PROBLEM: Reproduce each line of the material precisely.

+===+

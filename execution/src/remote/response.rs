// Copyright 2024 Build Core Contributors.
// Licensed under the Apache License, Version 2.0 (see LICENSE).

use std::collections::BTreeMap;

use async_trait::async_trait;
use bytes::Bytes;
use common::ObjectInfo;
use hashing::{Digest, HashType};
use prost::Message;
use protos::gen::build::bazel::remote::execution::v2 as remexec;

use crate::api::{
    artifacts_from_action_result, result_has_upwards_symlinks, ExecutionApi, ExecutionResponse,
};
use crate::remote::RemoteApi;

/// The result of a remotely executed (or remote-cache-served) action.
pub struct RemoteResponse {
    api: RemoteApi,
    action_digest: Digest,
    result: remexec::ActionResult,
    cached: bool,
}

impl RemoteResponse {
    /// Wrap a raw remote result, normalizing output-directory references.
    ///
    /// In compatible mode the wire reports the digest of a `Tree` message
    /// for each output directory; the stored representation here is the root
    /// `Directory` object. Fetch the `Tree`, ingest every contained
    /// directory into the local CAS, and rewrite the reference to the root.
    pub(crate) async fn populate(
        api: RemoteApi,
        action_digest: Digest,
        mut result: remexec::ActionResult,
        cached: bool,
    ) -> Result<RemoteResponse, String> {
        let hash_function = api.hash_function();
        if hash_function.hash_type() == HashType::Compatible {
            for output_dir in &mut result.output_directories {
                let tree_digest = protos::require_digest(
                    output_dir.tree_digest.as_ref(),
                    false,
                    hash_function.hash_type(),
                )?;
                let tree_bytes = api.cas_client().read_blob(&tree_digest).await?;
                let tree_bytes = tree_bytes.bytes().await?;
                let tree = remexec::Tree::decode(tree_bytes.as_ref())
                    .map_err(|e| format!("Invalid Tree message from server: {e}"))?;

                let root = tree
                    .root
                    .as_ref()
                    .ok_or("Tree message without a root directory")?;
                let mut root_digest = None;
                for directory in std::iter::once(root).chain(tree.children.iter()) {
                    let bytes = directory.encode_to_vec();
                    let digest = api.storage().cas().store_tree_bytes(&bytes).await?;
                    if std::ptr::eq(directory, root) {
                        root_digest = Some(digest);
                    }
                }
                let root_digest = root_digest.expect("root directory was ingested");
                output_dir.tree_digest = Some(protos::digest_to_proto(&root_digest));
            }
        }

        Ok(RemoteResponse {
            api,
            action_digest,
            result,
            cached,
        })
    }

    async fn read_std_stream(
        &self,
        inline: &Bytes,
        digest: &Option<remexec::Digest>,
    ) -> Result<Bytes, String> {
        if !inline.is_empty() {
            return Ok(inline.clone());
        }
        let digest = match digest {
            Some(digest) => protos::digest_from_proto(
                digest,
                false,
                self.api.hash_function().hash_type(),
            )?,
            None => return Ok(Bytes::new()),
        };
        if digest.size_bytes == 0 {
            return Ok(Bytes::new());
        }
        let blob = self.api.cas_client().read_blob(&digest).await?;
        blob.bytes().await
    }
}

#[async_trait]
impl ExecutionResponse for RemoteResponse {
    fn action_digest(&self) -> Digest {
        self.action_digest
    }

    fn exit_code(&self) -> i32 {
        self.result.exit_code
    }

    fn is_cached(&self) -> bool {
        self.cached
    }

    async fn stdout(&self) -> Result<Bytes, String> {
        self.read_std_stream(&self.result.stdout_raw, &self.result.stdout_digest)
            .await
    }

    async fn stderr(&self) -> Result<Bytes, String> {
        self.read_std_stream(&self.result.stderr_raw, &self.result.stderr_digest)
            .await
    }

    async fn artifacts(&self) -> Result<BTreeMap<String, ObjectInfo>, String> {
        artifacts_from_action_result(self.api.hash_function(), &self.result)
    }

    async fn has_upwards_symlinks(&self) -> Result<bool, String> {
        result_has_upwards_symlinks(&self.api, &self.result).await
    }
}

+===+

ANSWER BOX:
filename execution/src/remote/response.rs
// Copyright 2024 Build Core Contributors.
// Licensed under the Apache License, Version 2.0 (see LICENSE).

use std::collections::BTreeMap;

use async_trait::async_trait;
use bytes::Bytes;
use common::ObjectInfo;
use hashing::{Digest, HashType};
use prost::Message;
use protos::gen::build::bazel::remote::execution::v2 as remexec;

use crate::api::{
    artifacts_from_action_result, result_has_upwards_symlinks, ExecutionApi, ExecutionResponse,
};
use crate::remote::RemoteApi;

/// The result of a remotely executed (or remote-cache-served) action.
pub struct RemoteResponse {
    api: RemoteApi,
    action_digest: Digest,
    result: remexec::ActionResult,
    cached: bool,
}

impl RemoteResponse {
    /// Wrap a raw remote result, normalizing output-directory references.
    ///
    /// In compatible mode the wire reports the digest of a `Tree` message
    /// for each output directory; the stored representation here is the root
    /// `Directory` object. Fetch the `Tree`, ingest every contained
    /// directory into the local CAS, and rewrite the reference to the root.
    pub(crate) async fn populate(
        api: RemoteApi,
        action_digest: Digest,
        mut result: remexec::ActionResult,
        cached: bool,
    ) -> Result<RemoteResponse, String> {
        let hash_function = api.hash_function();
        if hash_function.hash_type() == HashType::Compatible {
            for output_dir in &mut result.output_directories {
                let tree_digest = protos::require_digest(
                    output_dir.tree_digest.as_ref(),
                    false,
                    hash_function.hash_type(),
                )?;
                let tree_bytes = api.cas_client().read_blob(&tree_digest).await?;
                let tree_bytes = tree_bytes.bytes().await?;
                let tree = remexec::Tree::decode(tree_bytes.as_ref())
                    .map_err(|e| format!("Invalid Tree message from server: {e}"))?;

                let root = tree
                    .root
                    .as_ref()
                    .ok_or("Tree message without a root directory")?;
                let mut root_digest = None;
                for directory in std::iter::once(root).chain(tree.children.iter()) {
                    let bytes = directory.encode_to_vec();
                    let digest = api.storage().cas().store_tree_bytes(&bytes).await?;
                    if std::ptr::eq(directory, root) {
                        root_digest = Some(digest);
                    }
                }
                let root_digest = root_digest.expect("root directory was ingested");
                output_dir.tree_digest = Some(protos::digest_to_proto(&root_digest));
            }
        }

        Ok(RemoteResponse {
            api,
            action_digest,
            result,
            cached,
        })
    }

    async fn read_std_stream(
        &self,
        inline: &Bytes,
        digest: &Option<remexec::Digest>,
    ) -> Result<Bytes, String> {
        if !inline.is_empty() {
            return Ok(inline.clone());
        }
        let digest = match digest {
            Some(digest) => protos::digest_from_proto(
                digest,
                false,
                self.api.hash_function().hash_type(),
            )?,
            None => return Ok(Bytes::new()),
        };
        if digest.size_bytes == 0 {
            return Ok(Bytes::new());
        }
        let blob = self.api.cas_client().read_blob(&digest).await?;
        blob.bytes().await
    }
}

#[async_trait]
impl ExecutionResponse for RemoteResponse {
    fn action_digest(&self) -> Digest {
        self.action_digest
    }

    fn exit_code(&self) -> i32 {
        self.result.exit_code
    }

    fn is_cached(&self) -> bool {
        self.cached
    }

    async fn stdout(&self) -> Result<Bytes, String> {
        self.read_std_stream(&self.result.stdout_raw, &self.result.stdout_digest)
            .await
    }

    async fn stderr(&self) -> Result<Bytes, String> {
        self.read_std_stream(&self.result.stderr_raw, &self.result.stderr_digest)
            .await
    }

    async fn artifacts(&self) -> Result<BTreeMap<String, ObjectInfo>, String> {
        artifacts_from_action_result(self.api.hash_function(), &self.result)
    }

    async fn has_upwards_symlinks(&self) -> Result<bool, String> {
        result_has_upwards_symlinks(&self.api, &self.result).await
    }
}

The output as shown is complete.